**AIM OF THE EXERCISE**
Your answer should consist of every line from the records that holds the string "distinct".

**Extracted records**
============
#[cfg(test)]
mod tests {
    use super::*;
    use crate::config::{LyricsConfig, MidiConfig};
    use crate::midi::{TextEvent, TextKind};
    use crate::timeline::{EventType, SectionName};

    fn song(labels: &[&str]) -> ParsedMidi {
        let events = labels
            .iter()
            .enumerate()
            .map(|(i, l)| TextEvent {
                tick: i as u64 * 1920,
                text: l.to_string(),
                kind: TextKind::Marker,
            })
            .collect();
        ParsedMidi {
            ppqn: 480,
            time_sig: TimeSignature::default(),
            tempo_events: vec![(0, 120.0)],
            events,
            notes: vec![],
            max_tick: labels.len() as u64 * 1920,
            bpm_hint: None,
        }
    }

    #[test]
    fn test_chord_rows_and_sections() {
        let parsed = song(&["C", "G", "Am", "F", "C", "G", "Am", "F"]);
        let cfg = TimelineConfig {
            sections: crate::config::SectionConfig {
                ngram_bars: 4,
                ..Default::default()
            },
            ..Default::default()
        };
        let chords = build_chord_timeline(&parsed, &cfg).unwrap();
        assert_eq!(chords.rows.len(), 8);
        assert_eq!(chords.rows[2].chord.as_deref(), Some("Am"));
        assert_eq!(chords.rows[2].time_s, 4.0);
        assert!(chords.rows.iter().all(|r| r.section == Some(SectionName::Chorus)));
        assert_eq!(chords.sections.len(), 1);
        assert_eq!(chords.duration_s, 16.0);
    }

    #[test]
    fn test_count_in_offsets_rows_not_sections() {
        let parsed = song(&["C", "G", "Am", "F"]);
        let cfg = TimelineConfig {
            midi: MidiConfig {
                prebars: 1,
                ..Default::default()
            },
            ..Default::default()
        };
        let chords = build_chord_timeline(&parsed, &cfg).unwrap();
        let bars: Vec<i64> = chords.rows.iter().map(|r| r.bar).collect();
        assert_eq!(bars, vec![-1, 0, 1, 2]);
        assert_eq!(chords.sections[0].bar_start, 1);
    }

    #[test]
    fn test_lyrics_pick_up_chords_and_sections() {
        let parsed = song(&["C", "G", "Am", "F"]);
        let chords = build_chord_timeline(&parsed, &TimelineConfig::default()).unwrap();
        let words = vec![
            LyricWord::new("hel", 2.0).with_end(2.2),
            LyricWord::new("lo", 2.5).with_end(2.7),
            LyricWord::new("world", 4.0).with_end(5.5),
        ];
        let lyrics = align_lyrics(&words, &chords, &TimelineConfig::default()).unwrap();
        assert_eq!(lyrics.offset_s, 0.0);

        let chords_at: Vec<&str> = lyrics.words.iter().filter_map(|r| r.chord.as_deref()).collect();
        assert_eq!(chords_at, vec!["G", "G", "Am"]);
        assert!(lyrics.words.iter().all(|r| r.section == Some(SectionName::Verse)));

        assert_eq!(lyrics.bars.len(), 2);
        assert_eq!(lyrics.bars[0].lyric.as_deref(), Some("hel lo"));
        assert_eq!(lyrics.bars[0].event_type, EventType::LyricBar);
        assert_eq!(lyrics.bars[1].chord.as_deref(), Some("Am"));
    }

    #[test]
    fn test_process_song_orders_rows() {
        let parsed = song(&["C", "G"]);
        let words = vec![LyricWord::new("la", 0.5)];
        let out = process_song(&parsed, Some(words), &TimelineConfig::default()).unwrap();
        assert_eq!(out.offset_s, Some(0.0));
        let times: Vec<f64> = out.rows.iter().map(|r| r.time_s).collect();
        let mut sorted = times.clone();
        sorted.sort_by(|a, b| a.total_cmp(b));
        assert_eq!(times, sorted);
        assert_eq!(out.rows.iter().filter(|r| r.event_type == EventType::Lyric).count(), 1);
    }

    #[test]
    fn test_bar_grid_keeps_every_bar() {
        let parsed = ParsedMidi {
            ppqn: 480,
            time_sig: TimeSignature::default(),
            tempo_events: vec![(0, 120.0)],
            events: vec![],
            notes: vec![],
            max_tick: 1920 * 4,
            bpm_hint: None,
        };
        let words = vec![LyricWord::new("la", 5.0)];
        let out = process_song(&parsed, Some(words), &TimelineConfig::default()).unwrap();

        let chord_bars: Vec<i64> = out
            .rows
            .iter()
            .filter(|r| r.event_type == EventType::Chord)
            .map(|r| r.bar)
            .collect();
        assert_eq!(chord_bars, vec![1, 2, 3, 4, 5]);
        assert_eq!(
            out.sections,
            vec![SectionLabel {
                name: SectionName::Verse,
                bar_start: 1,
                bar_end: 5
            }]
        );
        let lyric = out.rows.iter().find(|r| r.event_type == EventType::Lyric).unwrap();
        assert_eq!(lyric.bar, 3);
        assert_eq!(lyric.section, Some(SectionName::Verse));
    }

    #[test]
    fn test_lyrics_past_last_chord_get_sections() {
        let parsed = song(&["C", "G"]);
        let words = vec![LyricWord::new("late", 9.0)];
        let out = process_song(&parsed, Some(words), &TimelineConfig::default()).unwrap();

        assert_eq!(out.sections.len(), 1);
        assert_eq!((out.sections[0].bar_start, out.sections[0].bar_end), (1, 5));
        let lyric_rows: Vec<&TimelineRow> = out
            .rows
            .iter()
            .filter(|r| r.event_type != EventType::Chord)
            .collect();
        assert_eq!(lyric_rows.len(), 2);
        for row in lyric_rows {
            assert_eq!(row.bar, 5);
            assert_eq!(row.section, Some(SectionName::Verse));
            assert_eq!(row.chord.as_deref(), Some("N.C."));
        }
    }

    #[test]
    fn test_live_words_use_configured_melisma_threshold() {
        let parsed = song(&["C", "G"]);
        let words = vec![LyricWord::new("ooh", 2.0).with_end(3.0)];

        let out = process_song_live(&parsed, Some(words.clone()), &TimelineConfig::default()).unwrap();
        let live: Vec<&TimelineRow> = out.rows.iter().filter(|r| r.event_type == EventType::Lyric).collect();
        assert_eq!(live.len(), 1);
        assert_eq!(live[0].melisma, Some(true));
        assert_eq!(live[0].chord.as_deref(), Some("G"));
        assert_eq!((live[0].bar, live[0].sub_idx), (2, Some(0)));
        assert_eq!(live[0].section, Some(SectionName::Verse));
        assert!(out.rows.iter().all(|r| r.event_type != EventType::LyricBar));

        let strict = TimelineConfig {
            lyrics: LyricsConfig {
                melisma_threshold_beats: 3.0,
                ..Default::default()
            },
            ..Default::default()
        };
        let out = process_song_live(&parsed, Some(words), &strict).unwrap();
        let live = out.rows.iter().find(|r| r.event_type == EventType::Lyric).unwrap();
        assert_eq!(live.melisma, Some(false));
    }

    #[test]
    fn test_pickup_shifts_lyric_bars_only() {
        let parsed = song(&["C", "G", "Am", "F"]);
        let cfg = TimelineConfig {
            midi: MidiConfig {
                pickup_beats: 2.0,
                ..Default::default()
            },
            ..Default::default()
        };
        let chords = build_chord_timeline(&parsed, &cfg).unwrap();
        let words = vec![LyricWord::new("now", 4.0)];
        let lyrics = align_lyrics(&words, &chords, &cfg).unwrap();

        // The chord grid counts from tick 0, the lyric grid from the pickup.
        assert_eq!(chords.rows[2].bar, 3);
        assert_eq!(lyrics.words[0].bar, 2);
        assert_eq!(lyrics.words[0].chord.as_deref(), Some("Am"));
    }

    #[test]
    fn test_zero_numerator_rejected() {
        let mut parsed = song(&["C"]);
        parsed.time_sig = TimeSignature::new(0, 4);
        assert!(build_chord_timeline(&parsed, &TimelineConfig::default()).is_err());
    }
}
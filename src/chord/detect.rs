//! Chord recognition from pitch content.
//!
//! Each template is an interval set above a root. For every candidate root and every
//! template that fits inside the rooted pitch-class set, the match is scored as the
//! tuple `(-template_size, color_extras, suffix, root)` and the smallest tuple wins:
//! larger templates first, then fewer 9th/11th/13th color tones, then suffix and root
//! order so ties always resolve the same way.

use std::collections::BTreeSet;

use serde::Serialize;

use super::NOTE_NAMES;
use crate::error::{Result, TimelineError};

/// Interval templates above the root, richest first, tagged with canonical suffixes.
pub const TEMPLATES: [(&str, &[u8]); 12] = [
    ("maj7", &[0, 4, 7, 11]),
    ("7", &[0, 4, 7, 10]),
    ("m7", &[0, 3, 7, 10]),
    ("m7b5", &[0, 3, 6, 10]),
    ("dim7", &[0, 3, 6, 9]),
    ("", &[0, 4, 7]),
    ("m", &[0, 3, 7]),
    ("dim", &[0, 3, 6]),
    ("#5", &[0, 4, 8]),
    ("sus2", &[0, 2, 7]),
    ("sus4", &[0, 5, 7]),
    ("5", &[0, 7]),
];

/// Intervals (9th, 11th, 13th) that may sound over a template.
const COLOR_TONES: [u8; 3] = [2, 5, 9];

/// The winning template for a pitch-class set.
#[derive(Debug, Clone, PartialEq, Eq, Serialize)]
pub struct ChordMatch {
    pub root: u8,
    pub suffix: &'static str,
    pub template_size: usize,
    pub color_extras: usize,
}

impl ChordMatch {
    pub fn name(&self) -> String {
        format!("{}{}", NOTE_NAMES[self.root as usize], self.suffix)
    }
}

/// Score a pitch set against every rooted template.
///
/// Accepts MIDI note numbers or pitch classes (reduced mod 12).
///
/// # Errors
/// `InsufficientPitchInfo` when fewer than two distinct pitch classes are given.
/// Returns `Ok(None)` when no template fits any rooting.
pub fn match_template<I>(pitches: I) -> Result<Option<ChordMatch>>
where
    I: IntoIterator<Item = u8>,
{
    let pcs: BTreeSet<u8> = pitches.into_iter().map(|p| p % 12).collect();
    if pcs.len() < 2 {
        return Err(TimelineError::InsufficientPitchInfo {
            distinct: pcs.len(),
        });
    }

    let mut best: Option<(i64, usize, &'static str, u8)> = None;
    for root in 0..12u8 {
        let rel: BTreeSet<u8> = pcs.iter().map(|pc| (pc + 12 - root) % 12).collect();
        for (suffix, template) in TEMPLATES.iter() {
            if !template.iter().all(|iv| rel.contains(iv)) {
                continue;
            }
            let extras = rel
                .iter()
                .filter(|&&iv| !template.contains(&iv) && COLOR_TONES.contains(&iv))
                .count();
            let score = (-(template.len() as i64), extras, *suffix, root);
            if best.map_or(true, |b| score < b) {
                best = Some(score);
            }
        }
    }

    Ok(best.map(|(neg_size, extras, suffix, root)| ChordMatch {
        root,
        suffix,
        template_size: (-neg_size) as usize,
        color_extras: extras,
    }))
}

/// Name the chord formed by `pitches`, or `None` if there is too little to go on.
///
/// # Examples
/// ```
/// use chartgrid::chord::detect_chord_name;
///
/// assert_eq!(detect_chord_name([0, 4, 7]), Some("C".to_string()));
/// assert_eq!(detect_chord_name([60, 64, 67, 71]), Some("Cmaj7".to_string()));
/// assert_eq!(detect_chord_name([9, 0, 4, 7]), Some("Am7".to_string()));
/// assert_eq!(detect_chord_name([0]), None);
/// ```
pub fn detect_chord_name<I>(pitches: I) -> Option<String>
where
    I: IntoIterator<Item = u8>,
{
    match_template(pitches).ok().flatten().map(|m| m.name())
}
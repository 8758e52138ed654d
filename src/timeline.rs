//! # Timeline Types
//!
//! The records the engine hands to downstream storage.
//!
//! A [`TimelineRow`] is one fact on the song's grid: a chord change, a lyric word, or
//! a bar's worth of lyrics. Rows serialize in a fixed column order ([`HEADERS`]) so an
//! external row store can append them without knowing the engine's types.
//!
//! ## Row kinds
//! - `Chord` - one per quantized chord event, with durations
//! - `Lyric` - one per aligned word, with word start/end, sub-beat index and melisma
//! - `LyricBar` - one per bar, joining the bar's words and anchored at its downbeat

use std::fmt;

use serde::ser::SerializeStruct;
use serde::{Deserialize, Serialize, Serializer};

use crate::export::timecode;

/// Column order of every emitted row.
pub const HEADERS: [&str; 18] = [
    "Bar",
    "Beat",
    "BeatAbs",
    "Time_s",
    "Timecode",
    "Chord",
    "Section",
    "Dur_beats",
    "Dur_s",
    "Lyric",
    "Lyric_conf",
    "EventType",
    "WordStart_s",
    "WordEnd_s",
    "SubIdx",
    "Melisma",
    "Chord_conf",
    "Section_conf",
];

#[derive(Debug, Clone, Copy, PartialEq, Eq, Hash, Serialize, Deserialize)]
pub enum EventType {
    Chord,
    Lyric,
    LyricBar,
}

impl fmt::Display for EventType {
    fn fmt(&self, f: &mut fmt::Formatter<'_>) -> fmt::Result {
        let s = match self {
            EventType::Chord => "Chord",
            EventType::Lyric => "Lyric",
            EventType::LyricBar => "LyricBar",
        };
        f.write_str(s)
    }
}

/// Structural role of a bar range.
#[derive(Debug, Clone, Copy, PartialEq, Eq, Hash, Serialize, Deserialize)]
pub enum SectionName {
    Intro,
    Verse,
    Chorus,
    Outro,
}

impl fmt::Display for SectionName {
    fn fmt(&self, f: &mut fmt::Formatter<'_>) -> fmt::Result {
        let s = match self {
            SectionName::Intro => "Intro",
            SectionName::Verse => "Verse",
            SectionName::Chorus => "Chorus",
            SectionName::Outro => "Outro",
        };
        f.write_str(s)
    }
}

/// An inclusive, 1-based bar range carrying one section name.
#[derive(Debug, Clone, Copy, PartialEq, Eq, Serialize, Deserialize)]
pub struct SectionLabel {
    pub name: SectionName,
    pub bar_start: i64,
    pub bar_end: i64,
}

/// Where a chord symbol came from.
#[derive(Debug, Clone, Copy, PartialEq, Eq, Serialize, Deserialize)]
#[serde(rename_all = "lowercase")]
pub enum ChordSource {
    /// A text or marker event in the source file.
    Text,
    /// Recognized from sounding notes.
    Inferred,
    /// A one-per-bar `N.C.` placeholder for a file with no chord information.
    Grid,
}

/// A chord placed on the tick grid.
#[derive(Debug, Clone, PartialEq, Serialize, Deserialize)]
pub struct ChordEvent {
    pub time_s: f64,
    pub tick: Option<u64>,
    pub raw_label: String,
    pub symbol: String,
    pub source: ChordSource,
}

/// One emitted timeline fact.
#[derive(Debug, Clone, PartialEq)]
pub struct TimelineRow {
    pub bar: i64,
    pub beat: f64,
    pub beat_abs: f64,
    pub time_s: f64,
    pub chord: Option<String>,
    pub section: Option<SectionName>,
    pub dur_beats: Option<f64>,
    pub dur_s: Option<f64>,
    pub lyric: Option<String>,
    pub lyric_conf: Option<f64>,
    pub event_type: EventType,
    pub word_start_s: Option<f64>,
    pub word_end_s: Option<f64>,
    pub sub_idx: Option<u32>,
    pub melisma: Option<bool>,
    pub chord_conf: Option<f64>,
    pub section_conf: Option<f64>,
}

impl TimelineRow {
    /// A row at a grid position with every optional column empty.
    pub fn at(event_type: EventType, bar: i64, beat: f64, beat_abs: f64, time_s: f64) -> Self {
        TimelineRow {
            bar,
            beat,
            beat_abs,
            time_s,
            chord: None,
            section: None,
            dur_beats: None,
            dur_s: None,
            lyric: None,
            lyric_conf: None,
            event_type,
            word_start_s: None,
            word_end_s: None,
            sub_idx: None,
            melisma: None,
            chord_conf: None,
            section_conf: None,
        }
    }

    pub fn timecode(&self) -> String {
        timecode(self.time_s)
    }

    /// The row as strings in [`HEADERS`] order; empty columns are empty strings.
    pub fn to_record(&self) -> Vec<String> {
        fn opt<T: ToString>(v: &Option<T>) -> String {
            v.as_ref().map(|x| x.to_string()).unwrap_or_default()
        }
        vec![
            self.bar.to_string(),
            self.beat.to_string(),
            self.beat_abs.to_string(),
            self.time_s.to_string(),
            self.timecode(),
            opt(&self.chord),
            opt(&self.section),
            opt(&self.dur_beats),
            opt(&self.dur_s),
            opt(&self.lyric),
            opt(&self.lyric_conf),
            self.event_type.to_string(),
            opt(&self.word_start_s),
            opt(&self.word_end_s),
            opt(&self.sub_idx),
            opt(&self.melisma.map(u8::from)),
            opt(&self.chord_conf),
            opt(&self.section_conf),
        ]
    }

    /// Shift the bar number, e.g. to show a count-in as negative bars.
    pub fn offset_bar(&mut self, offset: i64) {
        self.bar += offset;
    }
}

impl Serialize for TimelineRow {
    fn serialize<S: Serializer>(&self, serializer: S) -> Result<S::Ok, S::Error> {
        let mut s = serializer.serialize_struct("TimelineRow", HEADERS.len())?;
        s.serialize_field("Bar", &self.bar)?;
        s.serialize_field("Beat", &self.beat)?;
        s.serialize_field("BeatAbs", &self.beat_abs)?;
        s.serialize_field("Time_s", &self.time_s)?;
        s.serialize_field("Timecode", &self.timecode())?;
        s.serialize_field("Chord", &self.chord)?;
        s.serialize_field("Section", &self.section)?;
        s.serialize_field("Dur_beats", &self.dur_beats)?;
        s.serialize_field("Dur_s", &self.dur_s)?;
        s.serialize_field("Lyric", &self.lyric)?;
        s.serialize_field("Lyric_conf", &self.lyric_conf)?;
        s.serialize_field("EventType", &self.event_type)?;
        s.serialize_field("WordStart_s", &self.word_start_s)?;
        s.serialize_field("WordEnd_s", &self.word_end_s)?;
        s.serialize_field("SubIdx", &self.sub_idx)?;
        s.serialize_field("Melisma", &self.melisma.map(u8::from))?;
        s.serialize_field("Chord_conf", &self.chord_conf)?;
        s.serialize_field("Section_conf", &self.section_conf)?;
        s.end()
    }
}

/// Round to millisecond / thousandth-of-a-beat precision for emitted columns.
pub(crate) fn round3(v: f64) -> f64 {
    (v * 1000.0).round() / 1000.0
}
============
**WRITTEN SOLUTION**
/// `InsufficientPitchInfo` when fewer than two distinct pitch classes are given.
            distinct: pcs.len(),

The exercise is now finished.